With her many excellent discs of Bach and other Baroque composers to her credit, it is unsurprising that Angela Hewitt should dip into one of the great treasures troves of keyboard music from that period and present a recital of Sonatas by Scarlatti. The result is a magnificent and constantly engaging journey, drawing upon her wide experience of the different Baroque styles and genres which inform Scarlatti’s endlessly inventive gems.

Each Sonata evokes a discrete atmosphere, brought about by the way in which Hewitt transcends the notes on the page to articulate its inner character and structure. Often this is achieved through her stylishly crisp manner, familiar from her Bach performances, using subtle inflections of tempo and dynamic to create structure in simpler textures, or clear voice-leading in denser four-part writing in such works as the Sonatas in B minor and G minor, Kk87 and 8Kk. This is far from a default setting, however, as she is equally alert to the lively Mediterranean temperament of other pieces, for example the repeated notes thrown off the keyboard in imitation of castanets in Kk13 or a mandolin in Kk141. She sees beyond the opening fanfares of Kk159 to interpret it as, instead, a (Neapolitan) tarantella. By contrast she likens the melancholic A minor Sonata Kk109 to Portuguese fado music. Looking further afield there is a Hadynesque, or even Beethovenian, wit in the repetitions of the little falling two-note cell punctuating the phrases in Kk430 – now gruff, now teasing – as well as in the sudden fortissimo chords erupting from the high spirits of Kk427.

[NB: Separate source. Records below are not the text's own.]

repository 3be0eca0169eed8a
//! Market instrument records and the segments they belong to.
//!
//! A [`MarketRecord`] is identified within a [`Snapshot`] by its [`RecordKey`]
//! (segment + instrument code). Every numeric field is a plain `f64` that is
//! required to be finite, so downstream aggregation never has to deal with
//! missing values.

pub mod snapshot;

use chrono::{DateTime, Utc};
use serde::{Deserialize, Serialize};
use std::cmp::Ordering;
use std::fmt;
use std::str::FromStr;
use url::Url;

pub use snapshot::{Snapshot, SnapshotBuilder};

/// A configured market segment (one listing tier among several).
#[derive(Debug, Clone, PartialEq, Eq, Serialize, Deserialize)]
pub struct Segment {
    /// Stable identifier, used in record keys and storage rows.
    pub id: String,
    /// Human-readable name, used for synthetic instrument names.
    pub name: String,
    /// Prefix carried by every synthetic instrument code of this segment.
    pub code_prefix: String,
    /// Upstream endpoint. Segments without one always use the fallback path.
    #[serde(default)]
    pub endpoint: Option<Url>,
    /// Number of substitute records synthesized when the upstream fetch fails.
    #[serde(default = "default_fallback_size")]
    pub fallback_size: usize,
}

fn default_fallback_size() -> usize {
    20
}

impl Segment {
    pub fn new(id: &str, name: &str, code_prefix: &str, fallback_size: usize) -> Self {
        Self {
            id: id.to_owned(),
            name: name.to_owned(),
            code_prefix: code_prefix.to_owned(),
            endpoint: None,
            fallback_size,
        }
    }

    pub fn with_endpoint(mut self, endpoint: Url) -> Self {
        self.endpoint = Some(endpoint);
        self
    }
}

/// Unique identity of a record within a snapshot. Orders by segment, then code.
#[derive(Debug, Clone, PartialEq, Eq, PartialOrd, Ord, Hash, Serialize)]
pub struct RecordKey {
    pub segment: String,
    pub code: String,
}

impl RecordKey {
    pub fn new(segment: impl Into<String>, code: impl Into<String>) -> Self {
        Self {
            segment: segment.into(),
            code: code.into(),
        }
    }
}

impl fmt::Display for RecordKey {
    fn fmt(&self, f: &mut fmt::Formatter<'_>) -> fmt::Result {
        write!(f, "{}/{}", self.segment, self.code)
    }
}

/// Where a record's data came from.
#[derive(Debug, Clone, Copy, PartialEq, Eq, Hash, Serialize, Deserialize)]
#[serde(rename_all = "lowercase")]
pub enum Provenance {
    Live,
    Synthetic,
}

impl Provenance {
    pub fn as_str(self) -> &'static str {
        match self {
            Self::Live => "live",
            Self::Synthetic => "synthetic",
        }
    }
}

impl FromStr for Provenance {
    type Err = String;

    fn from_str(s: &str) -> Result<Self, Self::Err> {
        match s.to_ascii_lowercase().as_str() {
            "live" => Ok(Self::Live),
            "synthetic" => Ok(Self::Synthetic),
            other => Err(format!("unknown provenance '{other}'")),
        }
    }
}

/// Trading/mapping status of an instrument.
#[derive(Debug, Clone, Copy, PartialEq, Eq, Hash, Serialize, Deserialize)]
#[serde(rename_all = "lowercase")]
pub enum RecordStatus {
    /// Mapped to a classification and trading normally.
    Normal,
    /// Trading is suspended.
    Suspended,
    /// No classification mapping is known for the instrument.
    Unmapped,
}

impl RecordStatus {
    pub fn as_str(self) -> &'static str {
        match self {
            Self::Normal => "normal",
            Self::Suspended => "suspended",
            Self::Unmapped => "unmapped",
        }
    }
}

/// One instrument's reference and flow data.
#[derive(Debug, Clone, PartialEq, Serialize)]
#[serde(rename_all = "camelCase")]
pub struct MarketRecord {
    pub code: String,
    pub name: String,
    pub segment: String,
    pub classification_code: String,
    pub classification_name: String,
    pub total_value: f64,
    pub daily_net_inflow: f64,
    /// Daily net inflow as a percentage of total value.
    pub net_inflow_ratio: f64,
    pub recent_volatility: f64,
    #[serde(rename = "latest7dInflow")]
    pub latest_7d_inflow: f64,
    pub last_updated: DateTime<Utc>,
    pub status: RecordStatus,
    pub provenance: Provenance,
}

impl MarketRecord {
    pub fn key(&self) -> RecordKey {
        RecordKey::new(self.segment.clone(), self.code.clone())
    }

    /// Compare by record key without allocating.
    pub fn cmp_key(&self, other: &Self) -> Ordering {
        (self.segment.as_str(), self.code.as_str())
            .cmp(&(other.segment.as_str(), other.code.as_str()))
    }

    /// The first non-finite metric, if any, by field name.
    pub fn non_finite_metric(&self) -> Option<&'static str> {
        [
            ("totalValue", self.total_value),
            ("dailyNetInflow", self.daily_net_inflow),
            ("netInflowRatio", self.net_inflow_ratio),
            ("recentVolatility", self.recent_volatility),
            ("latest7dInflow", self.latest_7d_inflow),
        ]
        .into_iter()
        .find(|(_, value)| !value.is_finite())
        .map(|(name, _)| name)
    }

    pub fn is_synthetic(&self) -> bool {
        self.provenance == Provenance::Synthetic
    }
}
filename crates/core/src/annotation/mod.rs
pub mod domain;
#[cfg(feature = "opencv")]
pub mod infrastructure;
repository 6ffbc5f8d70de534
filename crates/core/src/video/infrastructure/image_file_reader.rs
use std::path::Path;

use crate::shared::frame::Frame;
use crate::video::domain::image_reader::ImageReader;

/// Decodes image files with the `image` crate into BGR frames.
pub struct ImageFileReader;

impl ImageFileReader {
    pub fn new() -> Self {
        Self
    }
}

impl Default for ImageFileReader {
    fn default() -> Self {
        Self::new()
    }
}

impl ImageReader for ImageFileReader {
    fn read(&self, path: &Path, index: usize) -> Result<Frame, Box<dyn std::error::Error>> {
        let img = image::open(path)?.to_rgb8();
        let (width, height) = img.dimensions();
        let bgr: Vec<u8> = img
            .into_raw()
            .chunks_exact(3)
            .flat_map(|rgb| [rgb[2], rgb[1], rgb[0]])
            .collect();
        Ok(Frame::new(bgr, width, height, 3, index))
    }
}
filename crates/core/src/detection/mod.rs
pub mod domain;
pub mod infrastructure;
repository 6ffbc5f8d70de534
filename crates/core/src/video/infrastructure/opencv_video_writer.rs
use std::path::{Path, PathBuf};

use opencv::core::Size;
use opencv::prelude::*;
use opencv::videoio;

use crate::shared::constants::{OUTPUT_FOURCC, OUTPUT_FPS};
use crate::shared::frame::Frame;
use crate::shared::video_metadata::VideoMetadata;
use crate::video::domain::video_writer::VideoWriter;

/// Encodes BGR frames with OpenCV's `VideoWriter`.
///
/// Every frame must match the size the writer was opened with; OpenCV
/// silently drops mismatched frames, so the check happens here.
pub struct OpenCvVideoWriter {
    fourcc: [char; 4],
    fps: Option<f64>,
    writer: Option<videoio::VideoWriter>,
    output_path: Option<PathBuf>,
    size: (u32, u32),
    frames_written: usize,
}

impl OpenCvVideoWriter {
    pub fn new() -> Self {
        Self {
            fourcc: OUTPUT_FOURCC,
            fps: None,
            writer: None,
            output_path: None,
            size: (0, 0),
            frames_written: 0,
        }
    }

    pub fn with_fourcc(mut self, fourcc: [char; 4]) -> Self {
        self.fourcc = fourcc;
        self
    }

    /// Overrides the source frame rate.
    pub fn with_fps(mut self, fps: f64) -> Self {
        self.fps = Some(fps);
        self
    }

    pub fn frames_written(&self) -> usize {
        self.frames_written
    }
}

impl Default for OpenCvVideoWriter {
    fn default() -> Self {
        Self::new()
    }
}

impl VideoWriter for OpenCvVideoWriter {
    fn open(
        &mut self,
        path: &Path,
        metadata: &VideoMetadata,
    ) -> Result<(), Box<dyn std::error::Error>> {
        let fps = match self.fps {
            Some(fps) => fps,
            None if metadata.fps > 0.0 => metadata.fps,
            None => OUTPUT_FPS,
        };
        let [a, b, c, d] = self.fourcc;
        let code = videoio::VideoWriter::fourcc(a, b, c, d)?;
        let path_str = path
            .to_str()
            .ok_or_else(|| format!("Invalid output path: {}", path.display()))?;

        let writer = videoio::VideoWriter::new(
            path_str,
            code,
            fps,
            Size::new(metadata.width as i32, metadata.height as i32),
            true,
        )?;
        if !writer.is_opened()? {
            return Err(format!("Cannot open video writer: {}", path.display()).into());
        }
        log::info!(
            "Writing {}x{} @ {fps:.1} fps to {}",
            metadata.width,
            metadata.height,
            path.display()
        );

        self.writer = Some(writer);
        self.output_path = Some(path.to_path_buf());
        self.size = (metadata.width, metadata.height);
        self.frames_written = 0;
        Ok(())
    }

    fn write(&mut self, frame: &Frame) -> Result<(), Box<dyn std::error::Error>> {
        let writer = self.writer.as_mut().ok_or("Video writer not opened")?;
        if frame.dimensions() != self.size {
            return Err(format!(
                "Frame {} is {}x{}, writer expects {}x{}",
                frame.index(),
                frame.width(),
                frame.height(),
                self.size.0,
                self.size.1
            )
            .into());
        }
        if frame.channels() != 3 {
            return Err(format!("Expected a 3-channel frame, got {}", frame.channels()).into());
        }
        let mat = super::mat_convert::frame_to_mat(frame)?;
        writer.write(&mat)?;
        self.frames_written += 1;
        Ok(())
    }

    fn close(&mut self) -> Result<(), Box<dyn std::error::Error>> {
        if let Some(mut writer) = self.writer.take() {
            writer.release()?;
            if let Some(path) = &self.output_path {
                log::info!("Wrote {} frames to {}", self.frames_written, path.display());
            }
        }
        Ok(())
    }
}

impl Drop for OpenCvVideoWriter {
    fn drop(&mut self) {
        if let Err(e) = self.close() {
            log::warn!("Failed to release video writer: {e}");
        }
    }
}
use opencv::core::{Point, Scalar};
use opencv::imgproc;

use crate::annotation::domain::text_renderer::TextRenderer;
use crate::shared::frame::Frame;
use crate::video::infrastructure::mat_convert::{frame_to_mat, mat_to_frame};

const FONT_SCALE: f64 = 0.6;
const LINE_THICKNESS: i32 = 1;

/// Renders text with OpenCV's Hershey simplex font.
pub struct HersheyTextRenderer;

impl HersheyTextRenderer {
    pub fn new() -> Self {
        Self
    }
}

impl Default for HersheyTextRenderer {
    fn default() -> Self {
        Self::new()
    }
}

impl TextRenderer for HersheyTextRenderer {
    fn put_text(
        &self,
        frame: &mut Frame,
        text: &str,
        origin: (i32, i32),
        color: [u8; 3],
    ) -> Result<(), Box<dyn std::error::Error>> {
        if frame.is_empty() {
            return Ok(());
        }
        let mut mat = frame_to_mat(frame)?;
        imgproc::put_text(
            &mut mat,
            text,
            Point::new(origin.0, origin.1),
            imgproc::FONT_HERSHEY_SIMPLEX,
            FONT_SCALE,
            Scalar::new(color[0] as f64, color[1] as f64, color[2] as f64, 0.0),
            LINE_THICKNESS,
            imgproc::LINE_8,
            false,
        )?;
        *frame = mat_to_frame(&mat, frame.index())?;
        Ok(())
    }
}

#[cfg(test)]
mod tests {
    use super::*;

    #[test]
    fn test_text_changes_pixels_but_not_size() {
        let mut frame = Frame::filled(200, 40, 3, 0, 4);
        HersheyTextRenderer::new()
            .put_text(&mut frame, "12:00 :: 4", (20, 25), [255, 255, 255])
            .unwrap();
        assert_eq!(frame.dimensions(), (200, 40));
        assert_eq!(frame.index(), 4);
        assert!(frame.data().iter().any(|&b| b == 255));
    }
}
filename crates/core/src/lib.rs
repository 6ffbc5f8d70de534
pub mod annotation;
pub mod detection;
pub mod pipeline;
pub mod segmentation;
pub mod shared;
pub mod video;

By assembling Sonatas into groups of three or four at a time Hewitt effects variety and contrast, but ensures through the constancy of her poised playing generally that such diversity does not become enervating or bewildering. The dignified restraint exercised in the courtly gestures and fanfares of the well-known E major Sonata KK380 as a coda to this disc whets the appetite for more.

Her CD notes are as intelligent and insightful as her playing, drawing upon the opinions and practices of others who have analysed or played this music in the past. She comes to her own conclusions about each piece, demonstrating a lifetime of sensitive reflection and performance of this music, and that personality shines through in every track. She indicates her desire to make further recordings of Scarlatti – let us hope that we do not have to wait long.